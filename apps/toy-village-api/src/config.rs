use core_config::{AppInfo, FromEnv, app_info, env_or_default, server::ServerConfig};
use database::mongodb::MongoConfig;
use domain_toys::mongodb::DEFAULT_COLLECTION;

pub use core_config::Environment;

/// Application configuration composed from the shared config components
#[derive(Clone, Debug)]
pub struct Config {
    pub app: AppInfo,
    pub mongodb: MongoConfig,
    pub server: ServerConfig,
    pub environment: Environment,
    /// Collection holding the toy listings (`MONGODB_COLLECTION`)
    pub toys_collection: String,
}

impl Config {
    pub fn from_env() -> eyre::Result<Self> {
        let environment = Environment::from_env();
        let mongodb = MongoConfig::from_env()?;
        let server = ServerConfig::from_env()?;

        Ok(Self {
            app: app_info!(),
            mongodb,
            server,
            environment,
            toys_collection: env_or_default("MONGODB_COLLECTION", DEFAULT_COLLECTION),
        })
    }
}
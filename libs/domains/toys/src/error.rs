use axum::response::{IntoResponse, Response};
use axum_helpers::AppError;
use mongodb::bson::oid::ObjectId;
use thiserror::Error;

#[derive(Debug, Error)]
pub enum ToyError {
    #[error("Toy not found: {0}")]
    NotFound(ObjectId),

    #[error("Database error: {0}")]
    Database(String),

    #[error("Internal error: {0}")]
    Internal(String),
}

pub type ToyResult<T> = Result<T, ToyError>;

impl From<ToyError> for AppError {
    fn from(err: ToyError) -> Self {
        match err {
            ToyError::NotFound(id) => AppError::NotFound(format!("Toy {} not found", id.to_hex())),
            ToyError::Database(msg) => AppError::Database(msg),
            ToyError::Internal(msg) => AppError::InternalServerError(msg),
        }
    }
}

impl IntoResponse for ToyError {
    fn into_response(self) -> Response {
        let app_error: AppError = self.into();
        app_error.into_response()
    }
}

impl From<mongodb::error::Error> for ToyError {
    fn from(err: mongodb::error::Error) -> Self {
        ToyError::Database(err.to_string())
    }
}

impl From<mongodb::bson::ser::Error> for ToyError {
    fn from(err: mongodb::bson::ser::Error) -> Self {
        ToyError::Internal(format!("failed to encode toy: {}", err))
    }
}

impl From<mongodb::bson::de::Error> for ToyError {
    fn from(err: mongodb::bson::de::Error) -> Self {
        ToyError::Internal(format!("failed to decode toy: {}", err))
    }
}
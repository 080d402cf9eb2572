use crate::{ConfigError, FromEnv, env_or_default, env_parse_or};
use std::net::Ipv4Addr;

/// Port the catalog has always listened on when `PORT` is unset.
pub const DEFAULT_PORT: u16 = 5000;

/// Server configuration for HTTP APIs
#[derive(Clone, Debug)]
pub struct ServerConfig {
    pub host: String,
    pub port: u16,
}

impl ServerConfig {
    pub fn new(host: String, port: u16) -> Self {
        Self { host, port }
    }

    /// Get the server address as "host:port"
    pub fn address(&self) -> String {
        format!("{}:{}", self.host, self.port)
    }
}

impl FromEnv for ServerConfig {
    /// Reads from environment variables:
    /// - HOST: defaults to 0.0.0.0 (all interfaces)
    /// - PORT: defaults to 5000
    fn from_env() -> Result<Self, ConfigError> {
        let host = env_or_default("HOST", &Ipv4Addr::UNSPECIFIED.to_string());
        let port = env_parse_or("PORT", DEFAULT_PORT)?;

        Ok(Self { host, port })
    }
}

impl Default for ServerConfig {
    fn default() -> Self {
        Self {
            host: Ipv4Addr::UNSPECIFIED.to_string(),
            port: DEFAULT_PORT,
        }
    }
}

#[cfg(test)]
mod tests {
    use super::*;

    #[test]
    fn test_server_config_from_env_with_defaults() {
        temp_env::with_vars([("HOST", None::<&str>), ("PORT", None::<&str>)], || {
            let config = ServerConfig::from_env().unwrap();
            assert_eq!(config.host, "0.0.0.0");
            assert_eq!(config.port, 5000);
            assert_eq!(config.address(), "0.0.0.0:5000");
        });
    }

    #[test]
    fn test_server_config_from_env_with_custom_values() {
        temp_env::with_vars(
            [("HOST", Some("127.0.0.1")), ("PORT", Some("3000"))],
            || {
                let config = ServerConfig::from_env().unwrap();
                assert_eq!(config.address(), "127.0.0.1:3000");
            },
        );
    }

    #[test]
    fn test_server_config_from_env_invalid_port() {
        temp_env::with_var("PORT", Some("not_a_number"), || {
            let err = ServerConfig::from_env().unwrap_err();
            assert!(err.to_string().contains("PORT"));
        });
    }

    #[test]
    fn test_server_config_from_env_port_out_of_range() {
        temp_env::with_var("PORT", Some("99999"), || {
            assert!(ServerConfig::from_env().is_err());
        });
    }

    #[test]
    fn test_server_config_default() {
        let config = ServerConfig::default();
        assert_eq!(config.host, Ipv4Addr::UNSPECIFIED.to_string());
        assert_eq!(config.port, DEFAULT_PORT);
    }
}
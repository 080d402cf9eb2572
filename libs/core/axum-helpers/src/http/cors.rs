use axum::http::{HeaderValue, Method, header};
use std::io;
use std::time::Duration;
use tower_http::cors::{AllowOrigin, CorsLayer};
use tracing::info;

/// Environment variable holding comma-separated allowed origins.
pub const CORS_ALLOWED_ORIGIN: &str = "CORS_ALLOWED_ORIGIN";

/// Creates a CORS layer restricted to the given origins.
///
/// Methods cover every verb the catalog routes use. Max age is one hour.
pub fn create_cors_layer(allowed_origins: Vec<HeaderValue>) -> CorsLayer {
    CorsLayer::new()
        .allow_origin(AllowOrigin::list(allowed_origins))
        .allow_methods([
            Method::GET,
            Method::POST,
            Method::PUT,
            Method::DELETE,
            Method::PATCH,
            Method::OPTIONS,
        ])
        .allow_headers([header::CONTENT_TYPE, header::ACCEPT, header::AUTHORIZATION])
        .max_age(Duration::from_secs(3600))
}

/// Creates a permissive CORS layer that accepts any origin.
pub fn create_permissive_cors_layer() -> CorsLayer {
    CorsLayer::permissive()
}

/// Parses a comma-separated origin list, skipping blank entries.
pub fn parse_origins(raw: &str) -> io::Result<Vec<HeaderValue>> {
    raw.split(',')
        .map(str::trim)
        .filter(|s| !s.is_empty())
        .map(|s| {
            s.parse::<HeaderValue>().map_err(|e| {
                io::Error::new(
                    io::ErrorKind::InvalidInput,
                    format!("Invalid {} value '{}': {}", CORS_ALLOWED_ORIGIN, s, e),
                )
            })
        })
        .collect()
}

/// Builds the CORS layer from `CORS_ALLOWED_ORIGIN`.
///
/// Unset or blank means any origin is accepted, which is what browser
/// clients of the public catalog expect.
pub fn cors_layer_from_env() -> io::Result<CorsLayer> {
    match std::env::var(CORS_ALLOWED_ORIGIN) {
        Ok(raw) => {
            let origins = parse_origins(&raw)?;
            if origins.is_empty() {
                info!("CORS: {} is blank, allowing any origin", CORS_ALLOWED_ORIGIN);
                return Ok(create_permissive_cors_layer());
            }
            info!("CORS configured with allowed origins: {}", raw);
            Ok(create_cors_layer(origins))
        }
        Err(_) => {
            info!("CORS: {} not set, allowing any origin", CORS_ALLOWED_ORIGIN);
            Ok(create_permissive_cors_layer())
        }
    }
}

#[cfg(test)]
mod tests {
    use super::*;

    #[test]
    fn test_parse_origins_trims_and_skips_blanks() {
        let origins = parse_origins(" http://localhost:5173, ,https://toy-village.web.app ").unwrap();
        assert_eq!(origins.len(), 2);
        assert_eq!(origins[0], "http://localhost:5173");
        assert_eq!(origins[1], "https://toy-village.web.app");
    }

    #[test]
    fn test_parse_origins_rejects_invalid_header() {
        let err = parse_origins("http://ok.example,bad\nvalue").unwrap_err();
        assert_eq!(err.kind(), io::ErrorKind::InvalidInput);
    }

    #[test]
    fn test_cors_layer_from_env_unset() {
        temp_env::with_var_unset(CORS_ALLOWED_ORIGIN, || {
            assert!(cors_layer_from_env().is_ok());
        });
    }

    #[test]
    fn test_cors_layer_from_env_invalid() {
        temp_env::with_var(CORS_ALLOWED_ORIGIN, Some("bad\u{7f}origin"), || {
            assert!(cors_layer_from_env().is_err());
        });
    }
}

WHAT IS NEEDED: Within this data, count the lines that include the string "match" and write the number with nothing else.

RESPONSE TO THIS TASK: 2